How many of you heard of a wealthy family having their children apprehended from them for reasons of supposed neglect? If this happens at all, it is rare. The wealthy have good lawyers and are also able to hide any neglect they might impose if they were prone to this. The statistics also show that 87% of families that have children's aid involved with them on an ongoing basis are low-income or working class families. The poor are more likely to have a child apprehended from them, usually on the basis of 'environmental conditions'. Perhaps, their teachers reported seeing them without a proper winter coat or regularly coming to school without lunches. Explored further, there are always skeletons that can be exposed in ANY family, but wealthy families do not attract this kind of attention. At a cost of $2,300 per month per child, we as taxpayers need to ask good questions about the accountability of the child protection system and whether or not it is being operated on the basis of social class and culture, as opposed to actual signs of abuse and neglect.

4. Poverty breeds crime.

Middle and upper income people believe that welfare is "prone" to abuse and that because of this, tighter controls need to be placed on recipients. Some even advocate food stamps and direct-pay for rental housing (which if studies of these policies were examined would learn that social class becomes caste-like and stratification between classes becomes impossible for most). What happens to people who have little in a society that seems to have plenty is that some of the poor will attempt to acquire what they feel they deserve through illegal or illicit means ,,, people turn to prostitution, drug dealing, small time theft rings, fraud, etc. to supplement their meagre incomes. Who are these people defrauding? You and me. You and I are the people that answer our phones to "charities" asking for our credit card numbers. You and I use "debit machines" where fraudsters are learning more and more sophisticated skills in skimming. You are I are working in the retail business that is becoming more and more subject to shoplifters and outright robberies. You and I are having to lock our doors, install security systems and take taxis home in order to protect ourselves from the 'seedy' side of our population.
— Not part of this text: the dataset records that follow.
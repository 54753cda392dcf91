//! Engine configuration.
//!
//! Every tunable threshold of the engine lives here and is handed to the
//! reasoner at construction. Sections mirror the components they drive.
//! Any field left out of a TOML document takes its default.

use crate::error::{IdeomError, Result};
use serde::{Deserialize, Serialize};
use std::path::Path;

#[derive(Debug, Clone, PartialEq, Default, Serialize, Deserialize)]
pub struct EngineConfig {
    #[serde(default)]
    pub graph: GraphConfig,
    #[serde(default)]
    pub propagation: PropagationConfig,
    #[serde(default)]
    pub matching: MatchingConfig,
    #[serde(default)]
    pub learning: LearningConfig,
    #[serde(default)]
    pub reasoning: ReasoningConfig,
}

/// Defaults applied to ideoms created by the engine.
#[derive(Debug, Clone, PartialEq, Serialize, Deserialize)]
pub struct GraphConfig {
    #[serde(default = "default_activation_threshold")]
    pub default_activation_threshold: f64,
    #[serde(default = "default_decay_rate")]
    pub default_decay_rate: f64,
}

#[derive(Debug, Clone, PartialEq, Serialize, Deserialize)]
pub struct PropagationConfig {
    /// Minimum signal that crosses an edge.
    #[serde(default = "default_propagation_threshold")]
    pub propagation_threshold: f64,
    #[serde(default = "default_max_steps")]
    pub max_steps: usize,
    #[serde(default = "default_history_capacity")]
    pub history_capacity: usize,
    /// Custom blending weights, newest first. Must match `history_capacity`.
    #[serde(default, skip_serializing_if = "Option::is_none")]
    pub temporal_weights: Option<Vec<f64>>,
    #[serde(default = "default_temporal_influence")]
    pub temporal_influence: f64,
    #[serde(default = "default_trend_influence")]
    pub trend_influence: f64,
    #[serde(default = "default_prediction_weight")]
    pub prediction_weight: f64,
    #[serde(default = "default_persistent_threshold")]
    pub persistent_threshold: f64,
    #[serde(default = "default_trend_threshold")]
    pub trend_threshold: f64,
    /// Multiplier for a persistent ideom that is already a seed.
    #[serde(default = "default_persistent_boost")]
    pub persistent_boost: f64,
    /// Fraction of the base strength given to a persistent ideom that is
    /// not a seed.
    #[serde(default = "default_persistent_seed_factor")]
    pub persistent_seed_factor: f64,
}

#[derive(Debug, Clone, PartialEq, Serialize, Deserialize)]
pub struct MatchingConfig {
    #[serde(default = "default_prefab_threshold")]
    pub prefab_threshold: f64,
    #[serde(default = "default_partial_match_threshold")]
    pub partial_match_threshold: f64,
    #[serde(default = "default_combination_threshold")]
    pub combination_threshold: f64,
    #[serde(default = "default_semantic_threshold")]
    pub semantic_threshold: f64,
    /// Level at which a snapshot ideom counts as active for partial and
    /// semantic matching.
    #[serde(default = "default_active_threshold")]
    pub active_threshold: f64,
    #[serde(default = "default_true")]
    pub include_partial: bool,
    #[serde(default = "default_true")]
    pub include_combinations: bool,
    #[serde(default = "default_true")]
    pub include_semantic: bool,
}

#[derive(Debug, Clone, PartialEq, Serialize, Deserialize)]
pub struct LearningConfig {
    #[serde(default = "default_learning_rate")]
    pub learning_rate: f64,
    /// Edges at or below this weight are pruned.
    #[serde(default = "default_connection_strength_threshold")]
    pub connection_strength_threshold: f64,
    #[serde(default = "default_merge_similarity_threshold")]
    pub merge_similarity_threshold: f64,
    /// Snapshot level above which an ideom is admitted into a matched
    /// prefab's template.
    #[serde(default = "default_template_admission_threshold")]
    pub template_admission_threshold: f64,
    /// Minimum activation for an ideom to enter a prefab learned from a
    /// corrected response.
    #[serde(default = "default_feedback_prefab_threshold")]
    pub feedback_prefab_threshold: f64,
}

#[derive(Debug, Clone, PartialEq, Serialize, Deserialize)]
pub struct ReasoningConfig {
    #[serde(default = "default_initial_strength")]
    pub initial_strength: f64,
    #[serde(default = "default_context_strength")]
    pub context_strength: f64,
    #[serde(default = "default_true")]
    pub use_temporal_context: bool,
    #[serde(default = "default_true")]
    pub use_pattern_prediction: bool,
    #[serde(default = "default_true")]
    pub learn_from_input: bool,
    #[serde(default = "default_true")]
    pub create_unknown_ideoms: bool,
}

fn default_true() -> bool { true }
fn default_activation_threshold() -> f64 { 0.5 }
fn default_decay_rate() -> f64 { 0.1 }
fn default_propagation_threshold() -> f64 { 0.1 }
fn default_max_steps() -> usize { 10 }
fn default_history_capacity() -> usize { 10 }
fn default_temporal_influence() -> f64 { 0.3 }
fn default_trend_influence() -> f64 { 0.2 }
fn default_prediction_weight() -> f64 { 0.3 }
fn default_persistent_threshold() -> f64 { 0.5 }
fn default_trend_threshold() -> f64 { 0.1 }
fn default_persistent_boost() -> f64 { 1.2 }
fn default_persistent_seed_factor() -> f64 { 0.8 }
fn default_prefab_threshold() -> f64 { 0.5 }
fn default_partial_match_threshold() -> f64 { 0.6 }
fn default_combination_threshold() -> f64 { 0.7 }
fn default_semantic_threshold() -> f64 { 0.6 }
fn default_active_threshold() -> f64 { 0.5 }
fn default_learning_rate() -> f64 { 0.1 }
fn default_connection_strength_threshold() -> f64 { 0.1 }
fn default_merge_similarity_threshold() -> f64 { 0.8 }
fn default_template_admission_threshold() -> f64 { 0.5 }
fn default_feedback_prefab_threshold() -> f64 { 0.3 }
fn default_initial_strength() -> f64 { 1.0 }
fn default_context_strength() -> f64 { 0.5 }

impl Default for GraphConfig {
    fn default() -> Self {
        Self {
            default_activation_threshold: default_activation_threshold(),
            default_decay_rate: default_decay_rate(),
        }
    }
}

impl Default for PropagationConfig {
    fn default() -> Self {
        Self {
            propagation_threshold: default_propagation_threshold(),
            max_steps: default_max_steps(),
            history_capacity: default_history_capacity(),
            temporal_weights: None,
            temporal_influence: default_temporal_influence(),
            trend_influence: default_trend_influence(),
            prediction_weight: default_prediction_weight(),
            persistent_threshold: default_persistent_threshold(),
            trend_threshold: default_trend_threshold(),
            persistent_boost: default_persistent_boost(),
            persistent_seed_factor: default_persistent_seed_factor(),
        }
    }
}

impl Default for MatchingConfig {
    fn default() -> Self {
        Self {
            prefab_threshold: default_prefab_threshold(),
            partial_match_threshold: default_partial_match_threshold(),
            combination_threshold: default_combination_threshold(),
            semantic_threshold: default_semantic_threshold(),
            active_threshold: default_active_threshold(),
            include_partial: true,
            include_combinations: true,
            include_semantic: true,
        }
    }
}

impl Default for LearningConfig {
    fn default() -> Self {
        Self {
            learning_rate: default_learning_rate(),
            connection_strength_threshold: default_connection_strength_threshold(),
            merge_similarity_threshold: default_merge_similarity_threshold(),
            template_admission_threshold: default_template_admission_threshold(),
            feedback_prefab_threshold: default_feedback_prefab_threshold(),
        }
    }
}

impl Default for ReasoningConfig {
    fn default() -> Self {
        Self {
            initial_strength: default_initial_strength(),
            context_strength: default_context_strength(),
            use_temporal_context: true,
            use_pattern_prediction: true,
            learn_from_input: true,
            create_unknown_ideoms: true,
        }
    }
}

impl EngineConfig {
    /// Parse and validate a TOML document.
    pub fn from_toml_str(content: &str) -> Result<Self> {
        let config: EngineConfig =
            toml::from_str(content).map_err(|e| IdeomError::InvalidConfig(e.to_string()))?;
        config.validate()?;
        Ok(config)
    }

    /// Read a TOML file. A missing file is an I/O error, not a default.
    pub fn load(path: &Path) -> Result<Self> {
        let content = std::fs::read_to_string(path)?;
        Self::from_toml_str(&content)
    }

    pub fn to_toml_string(&self) -> Result<String> {
        toml::to_string_pretty(self).map_err(|e| IdeomError::InvalidConfig(e.to_string()))
    }

    /// Reject values the engine cannot work with.
    pub fn validate(&self) -> Result<()> {
        let p = &self.propagation;
        if p.history_capacity == 0 {
            return Err(IdeomError::InvalidConfig(
                "propagation.history_capacity must be at least 1".into(),
            ));
        }
        if let Some(weights) = &p.temporal_weights {
            if weights.len() != p.history_capacity {
                return Err(IdeomError::InvalidConfig(format!(
                    "propagation.temporal_weights has {} entries but history_capacity is {}",
                    weights.len(),
                    p.history_capacity
                )));
            }
        }
        if !(0.0..=1.0).contains(&self.learning.learning_rate) {
            return Err(IdeomError::InvalidConfig(
                "learning.learning_rate must be within [0, 1]".into(),
            ));
        }
        Ok(())
    }
}

#[cfg(test)]
mod tests {
    use super::*;

    #[test]
    fn defaults_match_documented_values() {
        let config = EngineConfig::default();
        assert_eq!(config.propagation.propagation_threshold, 0.1);
        assert_eq!(config.propagation.max_steps, 10);
        assert_eq!(config.matching.partial_match_threshold, 0.6);
        assert_eq!(config.learning.merge_similarity_threshold, 0.8);
        assert!(config.reasoning.use_temporal_context);
    }

    #[test]
    fn partial_toml_fills_in_defaults() {
        let config = EngineConfig::from_toml_str(
            r#"
            [propagation]
            max_steps = 3

            [learning]
            learning_rate = 0.25
            "#,
        )
        .unwrap();
        assert_eq!(config.propagation.max_steps, 3);
        assert_eq!(config.propagation.propagation_threshold, 0.1);
        assert_eq!(config.learning.learning_rate, 0.25);
        assert_eq!(config.matching, MatchingConfig::default());
    }

    #[test]
    fn toml_round_trip() {
        let mut config = EngineConfig::default();
        config.matching.include_semantic = false;
        let text = config.to_toml_string().unwrap();
        assert_eq!(EngineConfig::from_toml_str(&text).unwrap(), config);
    }

    #[test]
    fn mismatched_temporal_weights_are_rejected() {
        let err = EngineConfig::from_toml_str(
            r#"
            [propagation]
            history_capacity = 3
            temporal_weights = [1.0, 0.5]
            "#,
        )
        .unwrap_err();
        assert!(matches!(err, IdeomError::InvalidConfig(_)));
    }

    #[test]
    fn malformed_toml_is_invalid_config() {
        let err = EngineConfig::from_toml_str("[propagation\nmax_steps = ").unwrap_err();
        assert!(matches!(err, IdeomError::InvalidConfig(_)));
    }

    #[test]
    fn missing_file_is_io_error() {
        let err = EngineConfig::load(Path::new("/nonexistent/ideom.toml")).unwrap_err();
        assert!(matches!(err, IdeomError::Io(_)));
    }
}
While criminals may have a later motive for drug purchases and addiction, they almost always started with a motive of poverty. They have to pay their rent. They have to eat. They have to earn an income. They have to pay child support. Around them are commercials for fancy home renovations, brand new computerized cars, fancy cell phones, computers and other gadgets that "the rest" of society can afford without having to turn to crime. We think nothing of replacing our car every two or three years, replacing a computer every four years and buying new clothes to attend the latest gala function or wedding of a family or friend. People living in poverty cannot do these things. Some of them suffer because they do not want to risk committing a crime; others become less shy about knocking off the nearest variety store to get what they want ... or get engaged in the drug trade. In seedy neighbourhoods, the drug trade is open and available and for young kids that get nothing at home, the opportunity to drive a nice car, wear expensive jewellery and dress in fashionable clothing is too great. What are we doing as a society other than worsening the situation by sending out non-verbal signals that people of low-incomes are somehow less deserving of a modern life?

Mental health is a major loser as well in all this throw for show societal expectations among us. People who live in subsidized housing and CANNOT get ahead because of housing rules are bound to break them. People who cannot get ahead due to stringent treatment of earnings on welfare are bound to break them. Think about it. If you were forced to pay 80% of your income on taxes today, only to pay a bit more as your income goes up ... will you be less likely to claim your extra income? The rate of tax evasion and "cheating" on income taxes outnumbers the number of people who cheat on welfare by 10 to 1, not because welfare recipients are more honest, but because the dogs are on them all the time! Unfortunately, for many -- NOT claiming their income while on welfare or in subsidized housing is probably the only way they will break the cycle of poverty. This certainly needs to be looked at by the government folks assigned to look into poverty, but even doing this is not going to get poor people to spend more or make them healthier.

This is a very complex situation that needs more of an examination than the cursory one that is given today. Unfortunately, it is the food banks, the charities and the homeless shelters, as well as certain public services that benefit from the presence of the poor ... and these organizations need to be dealt with, not put in charge of any anti-poverty strategy. There are staffers of food banks and homeless shelters making $80,000 and above - why would they want to truly see poverty ended? Wouldn't there be a better incentive by government for example to fund people on the basis of poverty-reduction, as opposed to continuation of the same old - same old? I am not saying many of these people do not have a conscience or are not concerned, but their very livelihoods and thus, their financial interests are geared toward the rapid increase of poverty today!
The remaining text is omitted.